Swarm Intelligence Algorithms: A Tutorial

Slowik, Adam

商品描述

Swarm intelligence algorithms are a form of nature-based optimization algorithms. Their main inspiration is the cooperative behavior of animals within specific communities. This can be described as simple behaviors of individuals along with the mechanisms for sharing knowledge between them, resulting in the complex behavior of the entire community. Examples of such behavior can be found in ant colonies, bee swarms, schools of fish or bird flocks.

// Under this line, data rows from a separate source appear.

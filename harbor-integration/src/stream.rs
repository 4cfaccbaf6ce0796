use crate::{Transformer, error::SocketError, protocol::StreamParser};
use futures::Stream;
use pin_project::pin_project;
use std::{
    collections::VecDeque,
    marker::PhantomData,
    pin::Pin,
    task::{Context, Poll},
};

/// An [`ExchangeStream`] is a communication protocol agnostic [`Stream`]. It polls protocol
/// messages from the inner [`Stream`], and transforms them into the desired output data structure.
#[derive(Debug)]
#[pin_project]
pub struct ExchangeStream<Protocol, InnerStream, StreamTransformer>
where
    Protocol: StreamParser<StreamTransformer::Input>,
    InnerStream: Stream,
    StreamTransformer: Transformer,
{
    #[pin]
    pub stream: InnerStream,
    pub transformer: StreamTransformer,
    pub buffer: VecDeque<Result<StreamTransformer::Output, StreamTransformer::Error>>,
    pub protocol_marker: PhantomData<Protocol>,
}

impl<Protocol, InnerStream, StreamTransformer> Stream
    for ExchangeStream<Protocol, InnerStream, StreamTransformer>
where
    Protocol: StreamParser<StreamTransformer::Input>,
    InnerStream: Stream<Item = Result<Protocol::Message, Protocol::Error>> + Unpin,
    StreamTransformer: Transformer,
    StreamTransformer::Error: From<SocketError>,
{
    type Item = Result<StreamTransformer::Output, StreamTransformer::Error>;

    fn poll_next(mut self: Pin<&mut Self>, cx: &mut Context<'_>) -> Poll<Option<Self::Item>> {
        loop {
            // Flush Self::Item buffer if it is not currently empty
            if let Some(output) = self.buffer.pop_front() {
                return Poll::Ready(Some(output));
            }

            // Poll inner `Stream` for next the next input protocol message
            let input = match self.as_mut().project().stream.poll_next(cx) {
                Poll::Ready(Some(input)) => input,
                Poll::Ready(None) => return Poll::Ready(None),
                Poll::Pending => return Poll::Pending,
            };

            // Parse input protocol message into `ExchangeMessage`
            let exchange_message = match Protocol::parse(input) {
                // `StreamParser` successfully deserialised `ExchangeMessage`
                Some(Ok(exchange_message)) => exchange_message,

                // If `StreamParser` returns an Err pass it downstream
                Some(Err(err)) => return Poll::Ready(Some(Err(err.into()))),

                // If `StreamParser` returns None it's a safe-to-skip message
                None => continue,
            };

            // Transform `ExchangeMessage` into `Transformer::OutputIter`
            self.transformer
                .transform(exchange_message)
                .into_iter()
                .for_each(
                    |output_result: Result<StreamTransformer::Output, StreamTransformer::Error>| {
                        self.buffer.push_back(output_result)
                    },
                );
        }
    }
}

impl<Protocol, InnerStream, StreamTransformer>
    ExchangeStream<Protocol, InnerStream, StreamTransformer>
where
    Protocol: StreamParser<StreamTransformer::Input>,
    InnerStream: Stream,
    StreamTransformer: Transformer,
{
    pub fn new(
        stream: InnerStream,
        transformer: StreamTransformer,
        buffer: VecDeque<Result<StreamTransformer::Output, StreamTransformer::Error>>,
    ) -> Self {
        Self {
            stream,
            transformer,
            buffer,
            protocol_marker: PhantomData,
        }
    }
}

Swarm intelligence algorithms are used to solve difficult optimization problems for which there are no exact solving methods or the use of such methods is impossible, e.g. due to unacceptable computational time.

This book thoroughly presents the basics of 24 algorithms selected from the entire family of swarm intelligence algorithms. Each chapter deals with a different algorithm describing it in detail and showing how it works in the form of a pseudo-code. In addition, the source code is provided for each algorithm in Matlab and in the C ++ programming language. In order to better understand how each swarm intelligence algorithm works, a simple numerical example is included in each chapter, which guides the reader step by step through the individual stages of the algorithm, showing all necessary calculations.

This book can provide the basics for understanding how swarm intelligence algorithms work, and aid readers in programming these algorithms on their own to solve various computational problems.

This book should also be useful for undergraduate and postgraduate students studying nature-based optimization algorithms, and can be a helpful tool for learning the basics of these algorithms efficiently and quickly. In addition, it can be a useful source of knowledge for scientists working in the field of artificial intelligence, as well as for engineers interested in using this type of algorithms in their work.

If the reader already has basic knowledge of swarm intelligence algorithms, we recommend the book: Swarm Intelligence Algorithms: Modifications and Applications (Edited by A. Slowik, CRC Press, 2020), which describes selected modifications of these algorithms and presents their practical applications.

商品描述(中文翻譯)

群體智能演算法是一種基於自然的優化演算法。它們的主要靈感來自於特定社群中動物的合作行為。這可以描述為個體的簡單行為以及它們之間共享知識的機制,從而產生整個社群的複雜行為。這種行為的例子可以在螞蟻群、蜜蜂群、魚群或鳥群中找到。

群體智能演算法用於解決難以找到準確解法或使用這些方法不可行的困難優化問題,例如由於計算時間過長。

本書徹底介紹了從整個群體智能演算法家族中選擇的24種演算法的基礎知識。每個章節都涉及不同的演算法,詳細描述其運作方式並以偽代碼形式展示。此外,每個演算法的源代碼都以Matlab和C++編程語言提供。為了更好地理解每個群體智能演算法的運作方式,每個章節都包含一個簡單的數值例子,逐步引導讀者通過演算法的各個階段,展示所有必要的計算。

本書可以提供理解群體智能演算法運作方式的基礎知識,並幫助讀者自行編程以解決各種計算問題。

本書對於攻讀自然優化演算法的本科生和研究生也很有用,可以成為高效快速學習這些演算法基礎知識的有用工具。此外,對於從事人工智能領域研究的科學家以及對於在工作中使用這類演算法感興趣的工程師來說,本書也是一個有用的知識來源。

如果讀者已經具備群體智能演算法的基礎知識,我們推薦閱讀《群體智能演算法:修改和應用》(A. Slowik編著,CRC Press,2020),該書描述了這些演算法的選定修改並展示了它們的實際應用。

作者簡介

Adam Slowik (IEEE Member 2007; IEEE Senior Member 2012) is an Associate Professor in the Department of Electronics and Computer Science, Koszalin University of Technology. His research interests include soft computing, computational intelligence, and, particularly, bio-inspired optimization algorithms and their engineering applications. He was a recipient of one Best Paper Award (IEEE Conference on Human System Interaction - HSI 2008).

作者簡介(中文翻譯)

Adam Slowik(2007年IEEE會員,2012年IEEE高級會員)是科茲林科技大學電子與計算機科學系的副教授。他的研究興趣包括軟計算、計算智能,尤其是生物啟發的優化算法及其工程應用。他曾獲得一項最佳論文獎(IEEE人機系統互動會議 - HSI 2008)。